BRIEF: Print, in exact form, the lines below from the one containing "let digits: Vec<char>" through the one containing "Borrow the ciphertext.", and omit all others.

ENTRIES SUPPLIED:
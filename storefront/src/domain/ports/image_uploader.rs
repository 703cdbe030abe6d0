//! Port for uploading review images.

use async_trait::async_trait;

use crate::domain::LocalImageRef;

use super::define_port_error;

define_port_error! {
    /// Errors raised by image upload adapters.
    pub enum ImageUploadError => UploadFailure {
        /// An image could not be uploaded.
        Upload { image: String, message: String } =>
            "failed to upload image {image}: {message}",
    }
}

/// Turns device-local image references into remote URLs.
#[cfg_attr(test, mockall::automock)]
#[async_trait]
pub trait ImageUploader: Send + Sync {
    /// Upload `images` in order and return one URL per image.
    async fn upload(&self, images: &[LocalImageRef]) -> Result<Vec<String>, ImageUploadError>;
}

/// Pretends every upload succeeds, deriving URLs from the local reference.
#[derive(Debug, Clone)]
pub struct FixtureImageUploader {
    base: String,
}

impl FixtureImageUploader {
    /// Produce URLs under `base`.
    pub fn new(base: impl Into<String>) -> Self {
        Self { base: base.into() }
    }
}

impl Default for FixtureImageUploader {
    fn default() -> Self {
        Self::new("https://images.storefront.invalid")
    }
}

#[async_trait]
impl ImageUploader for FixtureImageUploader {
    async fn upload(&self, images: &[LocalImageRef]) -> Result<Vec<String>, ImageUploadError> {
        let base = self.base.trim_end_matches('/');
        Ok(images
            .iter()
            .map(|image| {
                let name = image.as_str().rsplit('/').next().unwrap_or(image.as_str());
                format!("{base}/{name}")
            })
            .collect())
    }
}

* * *

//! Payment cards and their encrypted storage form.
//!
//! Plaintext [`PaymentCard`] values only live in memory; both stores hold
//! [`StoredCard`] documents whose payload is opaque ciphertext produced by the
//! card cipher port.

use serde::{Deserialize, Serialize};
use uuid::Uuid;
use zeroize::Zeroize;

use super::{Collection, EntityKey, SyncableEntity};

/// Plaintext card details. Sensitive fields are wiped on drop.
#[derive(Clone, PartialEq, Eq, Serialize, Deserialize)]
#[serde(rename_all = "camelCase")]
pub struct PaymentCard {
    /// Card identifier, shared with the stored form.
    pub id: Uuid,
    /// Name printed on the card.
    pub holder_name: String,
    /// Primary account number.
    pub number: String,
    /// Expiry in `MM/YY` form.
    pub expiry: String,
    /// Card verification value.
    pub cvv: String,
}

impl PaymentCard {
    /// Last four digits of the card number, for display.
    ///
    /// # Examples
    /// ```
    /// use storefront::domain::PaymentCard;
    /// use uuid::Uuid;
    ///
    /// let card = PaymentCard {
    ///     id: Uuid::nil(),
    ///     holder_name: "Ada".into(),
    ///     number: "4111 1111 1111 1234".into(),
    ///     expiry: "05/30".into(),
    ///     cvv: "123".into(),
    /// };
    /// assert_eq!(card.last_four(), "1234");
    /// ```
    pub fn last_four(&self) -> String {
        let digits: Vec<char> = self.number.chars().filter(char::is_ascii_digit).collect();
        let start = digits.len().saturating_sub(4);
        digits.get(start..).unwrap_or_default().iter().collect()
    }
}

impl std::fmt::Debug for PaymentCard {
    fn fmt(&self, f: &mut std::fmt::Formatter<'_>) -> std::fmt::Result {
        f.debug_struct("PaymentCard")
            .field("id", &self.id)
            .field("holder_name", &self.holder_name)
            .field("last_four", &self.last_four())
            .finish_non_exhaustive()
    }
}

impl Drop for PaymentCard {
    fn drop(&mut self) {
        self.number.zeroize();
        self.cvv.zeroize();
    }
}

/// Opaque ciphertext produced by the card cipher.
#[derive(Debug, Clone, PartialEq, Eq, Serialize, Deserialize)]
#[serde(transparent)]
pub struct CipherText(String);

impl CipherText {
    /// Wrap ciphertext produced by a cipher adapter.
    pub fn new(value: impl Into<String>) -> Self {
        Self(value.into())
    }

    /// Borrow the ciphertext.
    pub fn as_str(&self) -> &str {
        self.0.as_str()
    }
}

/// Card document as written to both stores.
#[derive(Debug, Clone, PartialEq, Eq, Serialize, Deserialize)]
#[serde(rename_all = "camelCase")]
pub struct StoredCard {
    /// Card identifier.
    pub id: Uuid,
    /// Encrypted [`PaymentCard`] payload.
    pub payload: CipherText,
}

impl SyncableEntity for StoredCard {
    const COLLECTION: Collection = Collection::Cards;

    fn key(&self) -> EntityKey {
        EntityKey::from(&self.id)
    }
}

---

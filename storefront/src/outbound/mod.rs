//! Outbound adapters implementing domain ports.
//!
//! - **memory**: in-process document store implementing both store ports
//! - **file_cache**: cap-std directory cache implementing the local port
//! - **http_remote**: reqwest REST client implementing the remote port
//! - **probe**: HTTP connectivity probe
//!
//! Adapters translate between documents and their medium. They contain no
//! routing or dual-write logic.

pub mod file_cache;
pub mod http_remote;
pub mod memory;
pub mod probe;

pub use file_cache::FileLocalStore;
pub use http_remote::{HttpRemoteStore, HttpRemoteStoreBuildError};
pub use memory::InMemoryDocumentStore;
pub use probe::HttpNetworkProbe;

SOLUTION TO THIS PROBLEM:
        let digits: Vec<char> = self.number.chars().filter(char::is_ascii_digit).collect();
        let start = digits.len().saturating_sub(4);
        digits.get(start..).unwrap_or_default().iter().collect()
    }
}

impl std::fmt::Debug for PaymentCard {
    fn fmt(&self, f: &mut std::fmt::Formatter<'_>) -> std::fmt::Result {
        f.debug_struct("PaymentCard")
            .field("id", &self.id)
            .field("holder_name", &self.holder_name)
            .field("last_four", &self.last_four())
            .finish_non_exhaustive()
    }
}

impl Drop for PaymentCard {
    fn drop(&mut self) {
        self.number.zeroize();
        self.cvv.zeroize();
    }
}

/// Opaque ciphertext produced by the card cipher.
#[derive(Debug, Clone, PartialEq, Eq, Serialize, Deserialize)]
#[serde(transparent)]
pub struct CipherText(String);

impl CipherText {
    /// Wrap ciphertext produced by a cipher adapter.
    pub fn new(value: impl Into<String>) -> Self {
        Self(value.into())
    }

    /// Borrow the ciphertext.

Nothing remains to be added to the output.